Die Feuerwehr versucht mit einem Löschhubschrauber, Wärmebildkameras und einem Großaufgebot an Einsatzkräften die Lage in den Griff zu bekommen. Zwischenzeitlich war der Brand unter Kontrolle, doch dann fachte der Wind die Flammen wieder an.

„Wir versuchen die Lage zu organisieren und zu stabilisieren“, sagte Kreisbrandmeister Ludewig. Zusätzlich wurden Feuerwehren aus dem Kreis Spree-Neiße angefordert. Auch aus Cottbus waren Einsatzkräfte mit drei Tanklöschfahrzeugen, einem Führungsfahrzeug sowie einem Mannschaftstransporter unterwegs zum Brandort.

Am Freitagnachmittag breitete sich das Feuer über die Landesgrenze nach Brandenburg aus. Angefacht durch starke Winde aus Süden liefen die Flammen auf das Dorf Neuburxdorf (Elbe-Elster) zu, sagte ein Sprecher der Rettungsleitstelle Lausitz. Die Feuerwehr sei dort mit rund 100 Kräften im Einsatz.

Im Kreis Elbe-Elster Brandenburg herrschte am Freitag die Stufe 4 der Waldbrandgefahr, vor allem im Norden Brandenburgs lagen einige Kreise bei der höchsten Stufe 5. Auch im Landkreis Meißen galt die zweithöchste Gefahrenstufe.

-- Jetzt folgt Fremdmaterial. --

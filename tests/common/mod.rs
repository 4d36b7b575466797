//! Shared test utilities for jobpatra integration harnesses.
//!
//! Import everything you need via `mod common; use common::*;` at the top of
//! each harness file.

pub mod assertions;
pub mod builders;
pub mod fixtures;

pub use assertions::*;
pub use builders::*;
pub use fixtures::*;
//! Command-line surface: argument parsing and command dispatch.
//!
//! With no subcommand the tool behaves like the old build script: read
//! `data.js`, write `data.min.js`, report on stderr.

use std::io::Write;
use std::path::PathBuf;

use anyhow::Context;
use clap::{Args, Parser, Subcommand};

use crate::{Config, Filter, NormalizeReport};

#[derive(Debug, Parser)]
#[command(
    name = "jobpatra",
    version,
    about = "Sort, normalize, and minify the job-directory dataset"
)]
pub struct Cli {
    /// Config file. Defaults to ./jobpatra.toml when present.
    #[arg(long, global = true)]
    pub config: Option<PathBuf>,

    /// Log at debug level (overrides RUST_LOG).
    #[arg(long, global = true)]
    pub debug: bool,

    #[command(subcommand)]
    pub command: Option<Command>,
}

#[derive(Debug, Subcommand)]
pub enum Command {
    /// Sort every collection and write the minified data file (default).
    Minify(MinifyArgs),
    /// Write the state/city/sector catalog as JSON.
    Export(ExportArgs),
    /// List the listings of one city.
    Query(QueryArgs),
}

#[derive(Debug, Default, Args)]
pub struct MinifyArgs {
    /// Source data file.
    #[arg(long)]
    pub source: Option<PathBuf>,
    /// Minified output file.
    #[arg(long)]
    pub destination: Option<PathBuf>,
    /// Rewrite single-quoted strings before extraction, as the old script did.
    #[arg(long)]
    pub legacy_quotes: bool,
}

#[derive(Debug, Args)]
pub struct ExportArgs {
    /// Source data file.
    #[arg(long)]
    pub source: Option<PathBuf>,
    /// JSON output file.
    #[arg(long)]
    pub output: Option<PathBuf>,
}

#[derive(Debug, Args)]
pub struct QueryArgs {
    /// Source data file.
    #[arg(long)]
    pub source: Option<PathBuf>,
    #[arg(long)]
    pub state: String,
    #[arg(long)]
    pub city: String,
    #[arg(long)]
    pub sector: Option<String>,
    /// Case-insensitive text matched against company names and roles.
    #[arg(long, short)]
    pub query: Option<String>,
}

impl Cli {
    /// Tracing filter directive for this invocation.
    pub fn log_filter(&self) -> &'static str {
        if self.debug {
            "debug"
        } else {
            "info"
        }
    }
}

/// Run the parsed command. Query results go to `out`; diagnostics go
/// through `tracing`.
pub fn run(cli: Cli, out: &mut dyn Write) -> anyhow::Result<()> {
    let mut config = Config::load(cli.config.as_deref()).context("failed to load configuration")?;

    match cli.command.unwrap_or(Command::Minify(MinifyArgs::default())) {
        Command::Minify(args) => {
            override_path(&mut config.paths.source, args.source);
            override_path(&mut config.paths.destination, args.destination);
            config.normalizer.legacy_quote_pass |= args.legacy_quotes;

            let report = crate::minify_file(&config)?;
            log_report(&report);
            tracing::info!(
                "{} created ({} collections, {} records)",
                config.paths.destination.display(),
                report.dataset.len(),
                report.record_count()
            );
        }
        Command::Export(args) => {
            override_path(&mut config.paths.source, args.source);
            override_path(&mut config.paths.catalog, args.output);

            let (report, catalog) = crate::export_catalog(&config)?;
            log_report(&report);
            tracing::info!(
                "{} created ({} states, {} listings)",
                config.paths.catalog.display(),
                catalog.states().len(),
                catalog.len()
            );
        }
        Command::Query(args) => {
            override_path(&mut config.paths.source, args.source);

            let (report, catalog) = crate::load_catalog(&config)?;
            log_report(&report);
            let filter = Filter {
                state: args.state,
                city: args.city,
                sector: args.sector,
                query: args.query,
            };
            let found = catalog.search(&filter);
            if found.is_empty() {
                writeln!(out, "No matches found.")?;
            }
            for (i, m) in found.iter().enumerate() {
                if i > 0 {
                    writeln!(out)?;
                }
                writeln!(out, "{m}")?;
            }
        }
    }
    Ok(())
}

fn override_path(slot: &mut PathBuf, value: Option<PathBuf>) {
    if let Some(value) = value {
        *slot = value;
    }
}

fn log_report(report: &NormalizeReport) {
    if report.block_count() == 0 {
        tracing::warn!("no collection blocks found in source");
    }
    if !report.fallbacks.is_empty() {
        let names: Vec<&str> = report.fallbacks.iter().map(|f| f.name.as_str()).collect();
        tracing::warn!(
            "{} block(s) kept unparsed: {}",
            names.len(),
            names.join(", ")
        );
    }
}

Update 16.20 Uhr Wegen des Waldbrands an der brandenburgisch-sächsischen Landesgrenze müssen die Ortschaften Kosilenzien und Kröbeln im Landkreis Elbe-Elster evakuiert werden. Das teilte der Waldbrandschutzbeauftragte des Landes Brandenburg Raimund Engel am Freitag mit. Beide Ortschaften gehören zur Stadt Bad Liebenwerda. Das Feuer breitet sich ihm zufolge aus.